◆ **Your objective**
Please keep to the lines below from the one with "timer fires, the" through the one with "id is still", and restate them word for word, ends included.

◆ **Information supplied**
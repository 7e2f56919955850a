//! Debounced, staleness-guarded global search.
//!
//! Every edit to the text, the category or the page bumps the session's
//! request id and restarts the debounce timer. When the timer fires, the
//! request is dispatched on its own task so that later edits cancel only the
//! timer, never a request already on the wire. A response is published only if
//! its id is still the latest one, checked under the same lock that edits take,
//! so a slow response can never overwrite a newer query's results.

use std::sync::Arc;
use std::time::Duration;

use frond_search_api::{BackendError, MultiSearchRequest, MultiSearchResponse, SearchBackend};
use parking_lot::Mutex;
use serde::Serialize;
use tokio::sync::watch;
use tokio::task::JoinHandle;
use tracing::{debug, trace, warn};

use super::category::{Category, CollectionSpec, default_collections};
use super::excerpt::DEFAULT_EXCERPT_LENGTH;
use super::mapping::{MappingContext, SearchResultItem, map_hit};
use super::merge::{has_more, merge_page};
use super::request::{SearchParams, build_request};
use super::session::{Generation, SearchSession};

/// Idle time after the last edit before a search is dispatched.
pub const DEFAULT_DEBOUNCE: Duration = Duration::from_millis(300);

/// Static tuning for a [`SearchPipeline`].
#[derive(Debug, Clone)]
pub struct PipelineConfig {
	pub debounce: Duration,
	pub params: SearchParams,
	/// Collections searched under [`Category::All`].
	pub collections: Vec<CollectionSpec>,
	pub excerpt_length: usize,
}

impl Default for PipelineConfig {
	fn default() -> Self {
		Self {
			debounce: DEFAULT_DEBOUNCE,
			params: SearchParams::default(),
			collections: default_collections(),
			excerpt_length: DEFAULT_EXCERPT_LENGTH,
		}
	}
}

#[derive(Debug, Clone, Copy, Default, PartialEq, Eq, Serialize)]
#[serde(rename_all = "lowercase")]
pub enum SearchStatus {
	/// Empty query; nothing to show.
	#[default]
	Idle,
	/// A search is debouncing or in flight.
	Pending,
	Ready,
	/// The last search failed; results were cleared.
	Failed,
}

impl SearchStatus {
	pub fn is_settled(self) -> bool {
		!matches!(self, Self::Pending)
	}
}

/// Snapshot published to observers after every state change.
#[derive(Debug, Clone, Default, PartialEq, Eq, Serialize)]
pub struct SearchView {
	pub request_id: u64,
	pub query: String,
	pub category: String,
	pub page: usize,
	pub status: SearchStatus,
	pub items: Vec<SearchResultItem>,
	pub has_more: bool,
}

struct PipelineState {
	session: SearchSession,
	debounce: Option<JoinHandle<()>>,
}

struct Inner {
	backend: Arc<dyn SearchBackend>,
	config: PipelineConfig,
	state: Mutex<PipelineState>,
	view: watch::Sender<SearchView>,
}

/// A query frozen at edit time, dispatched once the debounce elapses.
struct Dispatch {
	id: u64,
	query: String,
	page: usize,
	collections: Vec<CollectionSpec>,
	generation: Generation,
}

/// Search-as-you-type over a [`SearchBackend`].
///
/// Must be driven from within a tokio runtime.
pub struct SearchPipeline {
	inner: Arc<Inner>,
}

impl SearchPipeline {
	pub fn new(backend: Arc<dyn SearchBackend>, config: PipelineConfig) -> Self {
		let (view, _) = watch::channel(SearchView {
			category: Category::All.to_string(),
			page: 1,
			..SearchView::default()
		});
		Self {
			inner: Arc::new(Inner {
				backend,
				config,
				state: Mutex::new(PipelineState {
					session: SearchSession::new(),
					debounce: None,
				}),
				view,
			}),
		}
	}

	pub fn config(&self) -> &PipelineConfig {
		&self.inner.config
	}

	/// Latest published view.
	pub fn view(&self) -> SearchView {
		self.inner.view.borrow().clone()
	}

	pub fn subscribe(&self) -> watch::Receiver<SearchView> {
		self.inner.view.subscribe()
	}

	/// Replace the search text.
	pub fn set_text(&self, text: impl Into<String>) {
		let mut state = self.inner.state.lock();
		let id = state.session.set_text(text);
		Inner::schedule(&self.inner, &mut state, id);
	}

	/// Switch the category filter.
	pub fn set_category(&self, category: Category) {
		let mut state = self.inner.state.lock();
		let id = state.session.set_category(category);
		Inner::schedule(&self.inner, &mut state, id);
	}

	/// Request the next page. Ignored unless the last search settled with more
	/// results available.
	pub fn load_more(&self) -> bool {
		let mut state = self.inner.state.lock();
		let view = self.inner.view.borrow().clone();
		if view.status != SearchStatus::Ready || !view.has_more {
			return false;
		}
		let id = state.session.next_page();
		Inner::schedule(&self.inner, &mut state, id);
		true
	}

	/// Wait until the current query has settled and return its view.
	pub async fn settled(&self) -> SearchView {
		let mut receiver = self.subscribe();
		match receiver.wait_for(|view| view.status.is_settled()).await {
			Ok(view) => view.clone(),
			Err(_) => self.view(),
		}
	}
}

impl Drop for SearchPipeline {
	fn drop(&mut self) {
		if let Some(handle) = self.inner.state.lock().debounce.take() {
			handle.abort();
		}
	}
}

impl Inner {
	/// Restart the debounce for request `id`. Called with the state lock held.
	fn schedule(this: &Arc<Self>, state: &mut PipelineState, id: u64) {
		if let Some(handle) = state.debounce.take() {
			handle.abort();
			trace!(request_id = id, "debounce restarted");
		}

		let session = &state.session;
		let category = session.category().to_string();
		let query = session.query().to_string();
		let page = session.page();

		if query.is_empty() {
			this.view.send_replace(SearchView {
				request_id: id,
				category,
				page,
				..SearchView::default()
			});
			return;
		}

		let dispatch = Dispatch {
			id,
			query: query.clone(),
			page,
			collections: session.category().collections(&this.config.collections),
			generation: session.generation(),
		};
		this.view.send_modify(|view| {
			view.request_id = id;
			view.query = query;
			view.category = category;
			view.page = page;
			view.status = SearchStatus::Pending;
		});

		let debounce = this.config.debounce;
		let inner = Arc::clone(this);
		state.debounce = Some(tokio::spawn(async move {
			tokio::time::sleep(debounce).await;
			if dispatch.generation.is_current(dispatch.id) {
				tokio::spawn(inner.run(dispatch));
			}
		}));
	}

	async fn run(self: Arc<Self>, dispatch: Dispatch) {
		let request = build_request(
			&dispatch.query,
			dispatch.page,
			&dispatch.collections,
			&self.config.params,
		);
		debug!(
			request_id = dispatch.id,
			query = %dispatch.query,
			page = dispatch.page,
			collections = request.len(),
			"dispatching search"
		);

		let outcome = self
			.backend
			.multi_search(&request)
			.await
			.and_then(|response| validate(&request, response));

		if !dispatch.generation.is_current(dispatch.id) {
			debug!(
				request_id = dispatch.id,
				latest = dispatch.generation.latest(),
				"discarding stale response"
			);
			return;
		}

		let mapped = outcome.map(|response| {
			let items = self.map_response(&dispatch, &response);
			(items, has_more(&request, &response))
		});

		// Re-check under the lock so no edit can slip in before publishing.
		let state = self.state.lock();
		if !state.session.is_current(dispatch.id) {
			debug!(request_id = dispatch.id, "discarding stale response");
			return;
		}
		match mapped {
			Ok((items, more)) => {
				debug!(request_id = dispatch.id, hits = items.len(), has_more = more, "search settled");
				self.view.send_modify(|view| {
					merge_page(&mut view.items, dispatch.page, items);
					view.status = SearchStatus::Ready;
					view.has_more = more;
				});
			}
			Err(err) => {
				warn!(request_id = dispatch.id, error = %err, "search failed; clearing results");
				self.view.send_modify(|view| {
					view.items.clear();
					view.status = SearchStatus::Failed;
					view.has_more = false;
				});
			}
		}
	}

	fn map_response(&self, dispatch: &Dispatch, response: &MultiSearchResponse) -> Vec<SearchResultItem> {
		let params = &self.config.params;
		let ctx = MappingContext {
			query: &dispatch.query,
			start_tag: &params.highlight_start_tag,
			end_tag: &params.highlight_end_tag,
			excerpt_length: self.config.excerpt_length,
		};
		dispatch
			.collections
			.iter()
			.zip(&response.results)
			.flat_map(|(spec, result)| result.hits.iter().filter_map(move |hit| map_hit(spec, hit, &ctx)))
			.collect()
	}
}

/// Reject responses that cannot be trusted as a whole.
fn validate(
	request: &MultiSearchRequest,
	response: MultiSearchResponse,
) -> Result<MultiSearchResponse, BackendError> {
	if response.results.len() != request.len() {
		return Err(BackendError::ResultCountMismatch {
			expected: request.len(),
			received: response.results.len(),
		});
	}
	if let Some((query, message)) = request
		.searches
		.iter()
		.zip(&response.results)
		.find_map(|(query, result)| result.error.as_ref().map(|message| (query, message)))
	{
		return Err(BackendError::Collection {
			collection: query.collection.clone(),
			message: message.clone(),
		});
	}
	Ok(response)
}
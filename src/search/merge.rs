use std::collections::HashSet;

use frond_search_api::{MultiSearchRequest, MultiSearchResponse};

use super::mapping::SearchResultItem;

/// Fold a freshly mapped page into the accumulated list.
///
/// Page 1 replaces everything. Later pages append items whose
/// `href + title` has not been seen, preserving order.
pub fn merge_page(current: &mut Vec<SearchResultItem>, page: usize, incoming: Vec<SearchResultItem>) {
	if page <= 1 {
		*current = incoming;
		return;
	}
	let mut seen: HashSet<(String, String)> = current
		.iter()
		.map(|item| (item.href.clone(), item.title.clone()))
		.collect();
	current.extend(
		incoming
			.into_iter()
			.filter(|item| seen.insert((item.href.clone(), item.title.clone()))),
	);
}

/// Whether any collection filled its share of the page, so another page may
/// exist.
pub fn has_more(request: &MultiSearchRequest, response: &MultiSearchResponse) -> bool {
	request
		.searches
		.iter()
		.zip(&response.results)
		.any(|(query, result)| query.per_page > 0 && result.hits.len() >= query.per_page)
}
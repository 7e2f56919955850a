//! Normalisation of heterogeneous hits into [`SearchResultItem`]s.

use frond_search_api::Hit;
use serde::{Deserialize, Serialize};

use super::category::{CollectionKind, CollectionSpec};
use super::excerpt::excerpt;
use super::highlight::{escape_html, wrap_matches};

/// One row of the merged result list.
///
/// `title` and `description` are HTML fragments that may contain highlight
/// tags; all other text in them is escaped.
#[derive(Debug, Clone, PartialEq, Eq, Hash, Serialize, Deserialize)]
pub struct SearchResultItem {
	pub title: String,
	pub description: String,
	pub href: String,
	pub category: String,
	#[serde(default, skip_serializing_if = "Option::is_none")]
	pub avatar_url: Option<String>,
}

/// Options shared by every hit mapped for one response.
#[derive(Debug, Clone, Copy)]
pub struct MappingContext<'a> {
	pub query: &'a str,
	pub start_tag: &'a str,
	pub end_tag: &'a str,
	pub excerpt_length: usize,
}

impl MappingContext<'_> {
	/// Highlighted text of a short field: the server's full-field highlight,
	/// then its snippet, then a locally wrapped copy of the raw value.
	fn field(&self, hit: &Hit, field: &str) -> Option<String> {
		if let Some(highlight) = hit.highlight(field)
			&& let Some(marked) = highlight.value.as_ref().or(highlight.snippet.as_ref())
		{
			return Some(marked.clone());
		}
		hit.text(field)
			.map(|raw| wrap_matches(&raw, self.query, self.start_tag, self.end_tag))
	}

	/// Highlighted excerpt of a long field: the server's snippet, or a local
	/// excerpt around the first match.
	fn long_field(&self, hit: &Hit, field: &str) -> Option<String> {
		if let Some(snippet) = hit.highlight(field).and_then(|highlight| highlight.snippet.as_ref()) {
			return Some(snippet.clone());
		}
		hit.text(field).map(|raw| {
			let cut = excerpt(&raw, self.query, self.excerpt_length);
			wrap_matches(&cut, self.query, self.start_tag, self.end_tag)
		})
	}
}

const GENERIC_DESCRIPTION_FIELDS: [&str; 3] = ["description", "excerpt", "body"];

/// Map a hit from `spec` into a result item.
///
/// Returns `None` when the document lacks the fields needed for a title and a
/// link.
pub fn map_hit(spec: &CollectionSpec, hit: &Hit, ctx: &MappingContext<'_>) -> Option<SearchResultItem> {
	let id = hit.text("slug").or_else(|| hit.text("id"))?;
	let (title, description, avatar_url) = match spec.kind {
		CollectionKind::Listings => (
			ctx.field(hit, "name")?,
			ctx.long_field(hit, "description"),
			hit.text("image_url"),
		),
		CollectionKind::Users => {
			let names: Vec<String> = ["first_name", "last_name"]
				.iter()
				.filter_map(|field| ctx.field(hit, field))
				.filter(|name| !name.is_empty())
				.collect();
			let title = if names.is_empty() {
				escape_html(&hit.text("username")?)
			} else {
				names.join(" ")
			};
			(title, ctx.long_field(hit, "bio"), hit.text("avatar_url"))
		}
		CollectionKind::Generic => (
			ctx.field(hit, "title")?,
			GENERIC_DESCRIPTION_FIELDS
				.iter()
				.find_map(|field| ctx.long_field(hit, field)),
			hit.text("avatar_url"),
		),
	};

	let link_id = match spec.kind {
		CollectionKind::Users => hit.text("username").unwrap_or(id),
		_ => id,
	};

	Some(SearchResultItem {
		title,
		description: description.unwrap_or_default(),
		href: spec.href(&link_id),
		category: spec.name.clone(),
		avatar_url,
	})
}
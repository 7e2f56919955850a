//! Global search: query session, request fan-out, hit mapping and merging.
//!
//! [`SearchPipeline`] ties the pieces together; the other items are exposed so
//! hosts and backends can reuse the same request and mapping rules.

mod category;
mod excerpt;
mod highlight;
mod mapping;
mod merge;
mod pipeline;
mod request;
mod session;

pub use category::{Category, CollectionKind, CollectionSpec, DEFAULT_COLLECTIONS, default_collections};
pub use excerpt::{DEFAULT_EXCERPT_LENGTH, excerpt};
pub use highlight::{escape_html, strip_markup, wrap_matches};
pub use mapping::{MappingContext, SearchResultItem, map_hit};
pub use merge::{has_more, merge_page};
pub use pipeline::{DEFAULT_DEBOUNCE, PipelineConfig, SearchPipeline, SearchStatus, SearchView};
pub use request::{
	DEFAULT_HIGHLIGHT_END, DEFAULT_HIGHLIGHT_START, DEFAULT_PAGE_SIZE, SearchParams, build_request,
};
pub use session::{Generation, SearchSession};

◆ **Answer section**
//! request id and restarts the debounce timer. When the timer fires, the
//! request is dispatched on its own task so that later edits cancel only the
//! timer, never a request already on the wire. A response is published only if
//! its id is still the latest one, checked under the same lock that edits take,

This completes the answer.